I have two searches:
Search 1: index=main source=os
Search 2: index=patch sourcetype=csv
In search 1, there is a field that has workstation IDs, and the field is called 'ComputerName'
In search 2, the same field exists but the name is 'extracted_Hosts'
So what I want to do is look at both searches and get workstation IDs that exist in both, and then use these events to pipe into another function.
Example:
Search 1: index=main source=os | stats values(ComputerName)
Result:
W123456
W789123
W456789
W123321
W789987
Actual number of results is 30,271
Search 2: index=patch sourcetype=csv | stats values(extracted_Host)
W123456
W154658
W789123
W546589
W789987
Actual number of results is 18,672
So the output I want is:
W123456
W789123
W789987
Your help is much appreciated!
Here is what I want to do with the data, grateful if you can help with this but I think I need to figure out the above before that.
The search 1 (source=os) has a field called 'BuildNumber' which refers to the Windows 10 build version.

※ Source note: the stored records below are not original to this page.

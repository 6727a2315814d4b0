//! Destruction tracking
//!
//! Every wrapper starts alive and goes dead exactly once: when the host
//! reports the node destroyed, when it is deleted through this layer, or when
//! the scene is cleared. Dead is terminal. A restored node gets a new handle
//! and therefore a new wrapper.
//!
//! The host subscription holds only a weak reference, so a wrapper nobody
//! uses can still be dropped.

use std::sync::atomic::Ordering;
use std::sync::{Arc, Weak};

use crate::error::{Error, Result};
use crate::node::NodeInner;

/// Install the host subscription that kills `inner` when its node dies
pub(crate) fn track(inner: &Arc<NodeInner>) -> Result<()> {
    let weak: Weak<NodeInner> = Arc::downgrade(inner);
    let id = inner.shared.host.subscribe_destroyed(
        inner.handle,
        Box::new(move |_| {
            if let Some(inner) = weak.upgrade() {
                inner.mark_dead();
            }
        }),
    )?;
    inner.state.lock().subscription = Some(id);
    Ok(())
}

impl NodeInner {
    /// Transition to dead, clearing every cache that refers to this node
    ///
    /// Idempotent.
    pub(crate) fn mark_dead(&self) {
        if !self.alive.swap(false, Ordering::SeqCst) {
            return;
        }

        let (path, subscription) = {
            let mut state = self.state.lock();
            state.values.clear();
            (state.last_path.clone(), state.subscription.take())
        };

        self.shared.paths.lock().invalidate(self.handle);
        self.shared.identity.lock().remove(self.hash, self as *const NodeInner);
        if let Some(id) = subscription {
            self.shared.host.unsubscribe(id);
        }
        log::debug!("{} destroyed", path);
    }

    pub(crate) fn existence_error(&self) -> Error {
        Error::Existence {
            path: self.last_path(),
        }
    }

    /// Fail with [`Error::Existence`] unless the node is still alive
    pub(crate) fn ensure_alive(&self) -> Result<()> {
        if !self.is_alive() {
            return Err(self.existence_error());
        }
        if !self.shared.config.is_rogue() && !self.shared.host.is_valid(self.handle) {
            self.mark_dead();
            return Err(self.existence_error());
        }
        Ok(())
    }
}
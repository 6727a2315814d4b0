//! Error taxonomy for the access layer

use strand_core::HostError;
use thiserror::Error;

use crate::modifier::ModifierState;

/// Errors surfaced by wrappers, plugs and modifiers
#[derive(Debug, Clone, Error, PartialEq)]
pub enum Error {
    /// The node this wrapper or plug refers to has been destroyed
    #[error("{path} no longer exists")]
    Existence { path: String },

    /// Attribute or path lookup found nothing
    #[error("{path} not found")]
    NotFound { path: String },

    /// A name that must be unique is already taken
    #[error("{path} already exists")]
    Duplicate { path: String },

    /// Write, delete or rename refused because of a lock
    #[error("{path} is locked")]
    Locked { path: String },

    #[error("connection failed: {0}")]
    Connection(String),

    /// Value does not fit the attribute, or an option makes no sense for it
    #[error("{path}: {reason}")]
    Type { path: String, reason: String },

    #[error(transparent)]
    Modifier(#[from] ModifierError),

    /// An operation was queued on a modifier that is no longer building
    #[error("modifier is already {0:?}")]
    ModifierClosed(ModifierState),

    #[error("host version {version} is older than the minimum {minimum}")]
    UnsupportedHost { version: u32, minimum: u32 },

    #[error("host error: {0}")]
    Host(HostError),
}

impl From<HostError> for Error {
    fn from(e: HostError) -> Self {
        match e {
            HostError::InvalidHandle(path) => Error::Existence { path },
            HostError::StaleAttribute(path) | HostError::NotFound(path) => Error::NotFound { path },
            HostError::Duplicate(path) => Error::Duplicate { path },
            HostError::Locked(path) => Error::Locked { path },
            HostError::TypeMismatch { path, expected, got } => Error::Type {
                path,
                reason: format!("expected {}, got {}", expected, got),
            },
            HostError::Connection(msg) => Error::Connection(msg),
            other => Error::Host(other),
        }
    }
}

impl Error {
    /// The innermost cause, looking through modifier failures
    pub fn root_cause(&self) -> &Error {
        match self {
            Error::Modifier(m) => m.cause.root_cause(),
            other => other,
        }
    }

    pub(crate) fn into_host(self) -> HostError {
        match self {
            Error::Host(e) => e,
            other => HostError::Callback(other.to_string()),
        }
    }
}

/// A batch operation failed
///
/// Carries every operation attempted up to and including the failing one.
#[derive(Debug, Clone, Error, PartialEq)]
#[error("{cause}; these tasks were attempted:\n{}", format_history(.history))]
pub struct ModifierError {
    pub history: Vec<String>,
    pub cause: Box<Error>,
    /// Whether the operations applied before the failure were reverted
    pub rolled_back: bool,
}

impl ModifierError {
    pub fn new(history: Vec<String>, cause: Error, rolled_back: bool) -> Self {
        Self {
            history,
            cause: Box::new(cause),
            rolled_back,
        }
    }
}

fn format_history(history: &[String]) -> String {
    history
        .iter()
        .map(|entry| format!("- {}", entry))
        .collect::<Vec<_>>()
        .join("\n")
}

/// Result type for access-layer operations
pub type Result<T> = std::result::Result<T, Error>;
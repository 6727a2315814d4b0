//! Registration of reversible steps on the host undo stack
//!
//! There is no private undo stack. Every step lands on the host's single
//! global stack, so host-level undo and redo drive these closures.

use crate::error::{Error, Result};
use crate::session::Session;

pub struct UndoBridge {
    session: Session,
}

impl UndoBridge {
    pub(crate) fn new(session: Session) -> Self {
        Self { session }
    }

    /// Whether steps are recorded at all
    pub fn enabled(&self) -> bool {
        self.session.config().undo
    }

    /// Record a change the caller already made
    ///
    /// Without a redo closure there is nothing to re-apply, so redoing this
    /// step does nothing. Use [`UndoBridge::perform`] when the change should
    /// be repeatable.
    pub fn commit<U>(&self, name: &str, undo: U)
    where
        U: FnMut() -> Result<()> + Send + 'static,
    {
        self.commit_with_redo(name, undo, || Ok(()));
    }

    pub fn commit_with_redo<U, R>(&self, name: &str, mut undo: U, mut redo: R)
    where
        U: FnMut() -> Result<()> + Send + 'static,
        R: FnMut() -> Result<()> + Send + 'static,
    {
        if !self.enabled() {
            log::debug!("Undo disabled, not recording '{}'", name);
            return;
        }
        self.session.host().register_undo(
            name,
            Box::new(move || undo().map_err(Error::into_host)),
            Box::new(move || redo().map_err(Error::into_host)),
        );
        log::trace!("Recorded undo step '{}'", name);
    }

    /// Run `action` now and record it, with `undo` as its inverse
    ///
    /// Redo runs `action` again.
    pub fn perform<A, U>(&self, name: &str, mut action: A, undo: U) -> Result<()>
    where
        A: FnMut() -> Result<()> + Send + 'static,
        U: FnMut() -> Result<()> + Send + 'static,
    {
        action()?;
        self.commit_with_redo(name, undo, action);
        Ok(())
    }
}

The search 2 (index=patch) has a field called 'patchlevel' which is the same as 'BuildNumber', but they are different numbers, so for example a version of Windows 10 could have BuildNumber = 1703 and patchlevel = 15063. I want to use the data from the previous search which gives me the workstations that are common in both sources, and then get a count of each Build Number and patch level, and see if there is any discrepancy.
Hope I've explained this well enough, let me know if I haven't! Thanks again.
Like this:
(index=main AND source=os) OR (index=patch AND sourcetype=csv
| eval ComputerName=coalesce(ComputerName, extracted_Host)

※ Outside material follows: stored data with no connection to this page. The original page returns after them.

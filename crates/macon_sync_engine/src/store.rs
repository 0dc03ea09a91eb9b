//! Document store abstraction.

use crate::error::{StoreError, StoreResult};
use macon_document::{path, Map, RecordId, Value};
use parking_lot::RwLock;
use std::collections::{HashMap, HashSet};
use std::fmt;
use std::sync::Arc;

/// Name of the identity field of every stored document.
pub const ID_FIELD: &str = "_id";

/// A collection inside a database.
#[derive(Debug, Clone, PartialEq, Eq, Hash)]
pub struct CollectionRef {
    /// Database name.
    pub database: String,
    /// Collection name.
    pub name: String,
}

impl CollectionRef {
    /// Creates a collection reference.
    pub fn new(database: impl Into<String>, name: impl Into<String>) -> Self {
        Self {
            database: database.into(),
            name: name.into(),
        }
    }
}

impl fmt::Display for CollectionRef {
    fn fmt(&self, f: &mut fmt::Formatter<'_>) -> fmt::Result {
        write!(f, "{}.{}", self.database, self.name)
    }
}

/// A stored document together with its identity.
#[derive(Debug, Clone, PartialEq)]
pub struct Record {
    id: Value,
    body: Value,
}

impl Record {
    /// Wraps a stored document. Returns `None` if it is not a map with an
    /// `_id` field.
    pub fn from_document(document: Value) -> Option<Self> {
        let id = document.get(ID_FIELD)?.clone();
        Some(Self { id, body: document })
    }

    /// The record's identity.
    pub fn id(&self) -> &Value {
        &self.id
    }

    /// The whole document, including `_id`.
    pub fn body(&self) -> &Value {
        &self.body
    }

    /// Reads the value at a dotted path.
    pub fn get(&self, path: &str) -> Option<&Value> {
        path::get(&self.body, path)
    }

    /// Consumes the record, returning the document.
    pub fn into_body(self) -> Value {
        self.body
    }
}

/// A document store holds the domain records.
///
/// This trait abstracts the database client, allowing for different
/// implementations (MongoDB, in-memory for testing, etc.).
pub trait DocumentStore: Send + Sync {
    /// Returns the most recently inserted record of a collection.
    fn latest(&self, collection: &CollectionRef) -> StoreResult<Option<Record>>;

    /// Returns every document of a collection, in insertion order.
    fn all(&self, collection: &CollectionRef) -> StoreResult<Vec<Value>>;

    /// Sets a single dotted path of one record.
    fn update_field(
        &self,
        collection: &CollectionRef,
        id: &Value,
        path: &str,
        value: &Value,
    ) -> StoreResult<()>;

    /// Sets several dotted paths of one record in one update.
    ///
    /// Paths not named in `fields` keep their stored value and type.
    fn update_fields(
        &self,
        collection: &CollectionRef,
        id: &Value,
        fields: &[(String, Value)],
    ) -> StoreResult<()>;
}

impl<T: DocumentStore + ?Sized> DocumentStore for &T {
    fn latest(&self, collection: &CollectionRef) -> StoreResult<Option<Record>> {
        (**self).latest(collection)
    }

    fn all(&self, collection: &CollectionRef) -> StoreResult<Vec<Value>> {
        (**self).all(collection)
    }

    fn update_field(
        &self,
        collection: &CollectionRef,
        id: &Value,
        path: &str,
        value: &Value,
    ) -> StoreResult<()> {
        (**self).update_field(collection, id, path, value)
    }

    fn update_fields(
        &self,
        collection: &CollectionRef,
        id: &Value,
        fields: &[(String, Value)],
    ) -> StoreResult<()> {
        (**self).update_fields(collection, id, fields)
    }
}

#[derive(Debug, Default)]
struct MemoryStoreState {
    collections: HashMap<CollectionRef, Vec<Value>>,
    unavailable: HashSet<CollectionRef>,
    failing_paths: HashSet<String>,
    next_id: u64,
    updates: u64,
}

impl MemoryStoreState {
    fn check_available(&self, collection: &CollectionRef) -> StoreResult<()> {
        if self.unavailable.contains(collection) {
            Err(StoreError::Unavailable(format!("{collection} is offline")))
        } else {
            Ok(())
        }
    }

    fn find_mut(&mut self, collection: &CollectionRef, id: &Value) -> StoreResult<&mut Value> {
        self.collections
            .get_mut(collection)
            .and_then(|docs| docs.iter_mut().find(|doc| doc.get(ID_FIELD) == Some(id)))
            .ok_or_else(|| StoreError::RecordNotFound {
                collection: collection.to_string(),
                id: id.to_string(),
            })
    }
}

/// An in-memory document store for testing.
///
/// Clones share the same state, so a test can keep a handle while the
/// engine owns another.
#[derive(Debug, Clone, Default)]
pub struct MemoryStore {
    state: Arc<RwLock<MemoryStoreState>>,
}

impl MemoryStore {
    /// Creates an empty store.
    pub fn new() -> Self {
        Self::default()
    }

    /// Appends a document, assigning an `_id` if it has none.
    ///
    /// The assigned identity is placed first, as a database would.
    pub fn insert(&self, collection: &CollectionRef, document: Value) -> Value {
        let mut state = self.state.write();
        let mut body = match document {
            Value::Map(map) => map,
            _ => Map::new(),
        };

        let id = match body.get(ID_FIELD) {
            Some(id) => id.clone(),
            None => {
                state.next_id += 1;
                let mut bytes = [0u8; 12];
                bytes[..4].copy_from_slice(&[0x65, 0x00, 0x00, 0x00]);
                bytes[4..].copy_from_slice(&state.next_id.to_be_bytes());
                let id = Value::Id(RecordId::from_bytes(bytes));

                let mut with_id = Map::new();
                with_id.insert(ID_FIELD, id.clone());
                for (key, value) in body {
                    with_id.insert(key, value);
                }
                body = with_id;
                id
            }
        };

        state
            .collections
            .entry(collection.clone())
            .or_default()
            .push(Value::Map(body));
        id
    }

    /// Snapshot of every document in a collection.
    pub fn documents(&self, collection: &CollectionRef) -> Vec<Value> {
        self.state
            .read()
            .collections
            .get(collection)
            .cloned()
            .unwrap_or_default()
    }

    /// Snapshot of the most recent document in a collection.
    pub fn latest_document(&self, collection: &CollectionRef) -> Option<Value> {
        self.state
            .read()
            .collections
            .get(collection)
            .and_then(|docs| docs.last().cloned())
    }

    /// Edits the most recent document in place, as an operator UI would.
    pub fn edit_latest(&self, collection: &CollectionRef, path: &str, value: Value) {
        let mut state = self.state.write();
        if let Some(doc) = state
            .collections
            .get_mut(collection)
            .and_then(|docs| docs.last_mut())
        {
            path::set(doc, path, value);
        }
    }

    /// Makes every call on `collection` fail as unreachable.
    pub fn set_unavailable(&self, collection: &CollectionRef, unavailable: bool) {
        let mut state = self.state.write();
        if unavailable {
            state.unavailable.insert(collection.clone());
        } else {
            state.unavailable.remove(collection);
        }
    }

    /// Makes targeted updates of `path` fail.
    pub fn fail_updates_of(&self, path: &str) {
        self.state.write().failing_paths.insert(path.to_string());
    }

    /// Number of successful update calls.
    pub fn update_count(&self) -> u64 {
        self.state.read().updates
    }
}

impl DocumentStore for MemoryStore {
    fn latest(&self, collection: &CollectionRef) -> StoreResult<Option<Record>> {
        let state = self.state.read();
        state.check_available(collection)?;
        match state.collections.get(collection).and_then(|docs| docs.last()) {
            Some(doc) => Record::from_document(doc.clone())
                .map(Some)
                .ok_or_else(|| StoreError::MissingIdentity {
                    collection: collection.to_string(),
                }),
            None => Ok(None),
        }
    }

    fn all(&self, collection: &CollectionRef) -> StoreResult<Vec<Value>> {
        let state = self.state.read();
        state.check_available(collection)?;
        Ok(state.collections.get(collection).cloned().unwrap_or_default())
    }

    fn update_field(
        &self,
        collection: &CollectionRef,
        id: &Value,
        path: &str,
        value: &Value,
    ) -> StoreResult<()> {
        let mut state = self.state.write();
        state.check_available(collection)?;
        if state.failing_paths.contains(path) {
            return Err(StoreError::Backend(format!("update of {path} rejected")));
        }
        let doc = state.find_mut(collection, id)?;
        path::set(doc, path, value.clone());
        state.updates += 1;
        Ok(())
    }

    fn update_fields(
        &self,
        collection: &CollectionRef,
        id: &Value,
        fields: &[(String, Value)],
    ) -> StoreResult<()> {
        let mut state = self.state.write();
        state.check_available(collection)?;
        if let Some((path, _)) = fields.iter().find(|(p, _)| state.failing_paths.contains(p)) {
            return Err(StoreError::Backend(format!("update of {path} rejected")));
        }
        let doc = state.find_mut(collection, id)?;
        for (path, value) in fields {
            path::set(doc, path, value.clone());
        }
        state.updates += 1;
        Ok(())
    }
}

| stats dc(index) AS index_count dc(BuildNumber) AS BuildNumber_count dc(patchlevel) AS patchlevel_count BY ComputerName
| where index_count > 1 AND BuildNumber_count != patchlevel_count
See if this gets you close to what you want.
(index=main source=os) OR (index=patch sourcetype=csv)

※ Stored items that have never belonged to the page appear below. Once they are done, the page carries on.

//! Error types for the command-line entry point.

use macon_ads::AdsError;
use macon_sync_engine::{MappingError, StoreError, SyncError};
use std::path::PathBuf;
use thiserror::Error;

/// Result type for CLI operations.
pub type CliResult<T> = Result<T, CliError>;

/// Errors that end the process.
#[derive(Error, Debug)]
pub enum CliError {
    /// The configuration file could not be read.
    #[error("cannot read configuration {path:?}: {source}")]
    ConfigRead {
        /// Configuration file.
        path: PathBuf,
        /// Underlying error.
        source: std::io::Error,
    },

    /// The configuration file is not valid.
    #[error("invalid configuration {path:?}: {source}")]
    ConfigParse {
        /// Configuration file.
        path: PathBuf,
        /// Underlying error.
        source: serde_json::Error,
    },

    /// The mapping table did not load.
    #[error(transparent)]
    Mapping(#[from] MappingError),

    /// The device session could not be opened.
    #[error("cannot open device session: {0}")]
    Device(#[from] AdsError),

    /// The document store session could not be opened.
    #[error("cannot open document store session: {0}")]
    Store(#[from] StoreError),

    /// A bulk operation failed.
    #[error(transparent)]
    Sync(#[from] SyncError),

    /// Some groups could not be transferred at all.
    #[error("{operation} skipped {groups} of 3 groups")]
    Incomplete {
        /// Operation name.
        operation: &'static str,
        /// Number of skipped groups.
        groups: usize,
    },

    /// Logging could not be set up.
    #[error("cannot set up logging: {0}")]
    Logging(String),
}
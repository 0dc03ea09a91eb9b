//! # MACON Document
//!
//! Dynamic document values for MACON Sync.
//!
//! This crate provides:
//! - [`Value`], a dynamic, insertion-ordered document tree
//! - [`RecordId`], the opaque identity a document database assigns to a record
//! - [`path`], get/set of a value at a dotted path
//! - JSON rendering and identity stringification for exports
//!
//! ## Paths
//!
//! A path is a `.`-separated list of segments. Every segment is a map key;
//! array indices have no special meaning, so `language.available.0` addresses
//! the key `"0"` of the map at `language.available`.
//!
//! ```
//! use macon_document::{path, Value};
//!
//! let mut doc = Value::empty_map();
//! path::set(&mut doc, "user.defaultUser.username", Value::from("alice"));
//!
//! assert_eq!(
//!     path::get(&doc, "user.defaultUser.username"),
//!     Some(&Value::from("alice"))
//! );
//! assert_eq!(path::get(&doc, "user.missing"), None);
//! ```

#![deny(unsafe_code)]
#![warn(missing_docs)]

mod error;
mod id;
mod json;
pub mod path;
mod value;

pub use error::{DocumentError, DocumentResult};
pub use id::RecordId;
pub use json::{from_json, stringify_ids, to_json};
pub use value::{Map, Value};
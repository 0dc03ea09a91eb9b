//! Pull command: controller to database.

use super::print_progress;
use macon_sync_engine::{
    BulkTransfer, DeviceInterface, DocumentStore, DomainTable, MappingRegistry, TransferSummary,
};
use tracing::info;

/// Reads every mapped variable into the current records.
pub fn run<D: DeviceInterface, S: DocumentStore>(
    device: &D,
    store: &S,
    registry: &MappingRegistry,
    domains: &DomainTable,
) -> TransferSummary {
    info!("Pulling controller values into the database");
    let summary = BulkTransfer::new(device, store, registry, domains).pull_all();
    print_progress("←", domains, &summary);

    let read: usize = summary.reports.iter().map(|r| r.transferred()).sum();
    println!("✓ Database updated from controller ({read} values read)");
    summary
}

| eval computer = coalesce(ComputerName, extracted_Host)
| stats values(BuildNumber) as BuildNumbers, values(patchlevel) as patchlevels by computer
Thanks for your answer. Correct me if I'm wrong but seems to put all values in 'ComputerName' and 'extracted_Host' fields into one field called 'computer'? I want to make sure that the values I get exist are in both fields, and I don't want any value that exists in only one field..
ComputerName and extracted_Host are not present in both indexes so we can't select events that have both.
The coalesce
function, however, creates a new field that contains the value of either ComputerName or extracted_Host, whichever is not null. That allows the stats
function to match up the two indexes and produce the desired results.
Ok so in this case let's say index 'main' has values in ComputerName as a, b, d, e and index 'patch' has values for extracted_Host as a, b, c, f. Is the field created by coalesce
function going to give me a, b, c, ,d e, f or a, b ?
I want the result to be a, b as they are the common values that exist in both.
The coalesce
function returns a single value that is the first of its arguments which is not null.
Keep in mind the function operates on one event at a time so it will only see one value for ComputerName and one value for extracted_Host.
@xiantros, does it solve your problem?